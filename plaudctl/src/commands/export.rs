use std::fs;
use std::sync::Arc;

use chrono::Utc;
use plaud_core::{
    load_settings, save_settings, ExportSettings, Exporter, StatusUpdate,
};
use tokio::sync::mpsc;

use crate::{AppError, Cli, OutputFormat, Result, RunArgs};

pub fn execute(cli: &Cli, args: &RunArgs) -> Result<()> {
    let settings_path = cli
        .settings
        .clone()
        .unwrap_or_else(crate::default_settings_path);
    let mut settings = if settings_path.exists() {
        load_settings(&settings_path)?
    } else {
        ExportSettings::default()
    };
    apply_overrides(&mut settings, args);
    settings.validate()?;

    // Persist the merged settings before the run, the same way a directory
    // picked interactively would be remembered for next time.
    if let Some(parent) = settings_path.parent() {
        fs::create_dir_all(parent)?;
    }
    save_settings(&settings_path, &settings)?;
    fs::create_dir_all(&settings.download_dir)?;

    let format = cli.format;
    let runtime = tokio::runtime::Runtime::new()?;
    runtime.block_on(async move {
        let (tx, mut rx) = mpsc::unbounded_channel::<StatusUpdate>();
        let printer = tokio::spawn(async move {
            while let Some(update) = rx.recv().await {
                render_update(&update, format);
            }
        });

        let exporter = Exporter::new(settings, Arc::new(tx));
        let outcome = {
            let run = exporter.run();
            tokio::pin!(run);
            loop {
                tokio::select! {
                    outcome = &mut run => break outcome,
                    signal = tokio::signal::ctrl_c() => {
                        if signal.is_ok() {
                            eprintln!("cancel requested, finishing up...");
                            exporter.cancel().await;
                        }
                    }
                }
            }
        };
        drop(exporter);
        let _ = printer.await;

        match outcome {
            Ok(summary) => {
                println!(
                    "exported {} of {} recording(s), {} error(s)",
                    summary.success, summary.total, summary.error
                );
                Ok(())
            }
            Err(err) => Err(AppError::Export(err)),
        }
    })
}

fn apply_overrides(settings: &mut ExportSettings, args: &RunArgs) {
    if let Some(dir) = &args.download_dir {
        settings.download_dir = dir.clone();
    }
    if let Some(delay) = args.delay_ms {
        settings.delay_ms = delay;
    }
    if let Some(max) = args.max_recordings {
        settings.max_recordings = max;
    }
    if args.headless {
        settings.headless = true;
    }
    if args.fresh_profile {
        settings.use_existing_profile = false;
    }
    if let Some(url) = &args.target_url {
        settings.target_url = url.clone();
    }
}

fn render_update(update: &StatusUpdate, format: OutputFormat) {
    match format {
        OutputFormat::Json => {
            if let Ok(json) = serde_json::to_string(update) {
                println!("{json}");
            }
        }
        OutputFormat::Text => {
            let stamp = Utc::now().format("%H:%M:%S");
            match (update.current, update.total) {
                (Some(current), Some(total)) => println!(
                    "{stamp} [{}] {} ({current}/{total})",
                    update.status, update.message
                ),
                _ => println!("{stamp} [{}] {}", update.status, update.message),
            }
        }
    }
}

#[cfg(test)]
mod tests {
    use super::*;
    use std::path::PathBuf;

    #[test]
    fn overrides_replace_only_provided_fields() {
        let mut settings = ExportSettings::default();
        let args = RunArgs {
            download_dir: Some(PathBuf::from("/tmp/exports")),
            max_recordings: Some(4),
            fresh_profile: true,
            ..RunArgs::default()
        };
        apply_overrides(&mut settings, &args);

        assert_eq!(settings.download_dir, PathBuf::from("/tmp/exports"));
        assert_eq!(settings.max_recordings, 4);
        assert!(!settings.use_existing_profile);
        // Untouched knobs keep their configured values.
        assert_eq!(settings.delay_ms, 1000);
        assert!(!settings.headless);
    }
}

WORK INSTRUCTIONS
Given the records above, reproduce precisely and only the lines between the line holding "settings.headless = true;" and the line holding "match (update.current, update.total)", inclusive.

WRITTEN ANSWER
        settings.headless = true;
    }
    if args.fresh_profile {
        settings.use_existing_profile = false;
    }
    if let Some(url) = &args.target_url {
        settings.target_url = url.clone();
    }
}

fn render_update(update: &StatusUpdate, format: OutputFormat) {
    match format {
        OutputFormat::Json => {
            if let Ok(json) = serde_json::to_string(update) {
                println!("{json}");
            }
        }
        OutputFormat::Text => {
            let stamp = Utc::now().format("%H:%M:%S");
            match (update.current, update.total) {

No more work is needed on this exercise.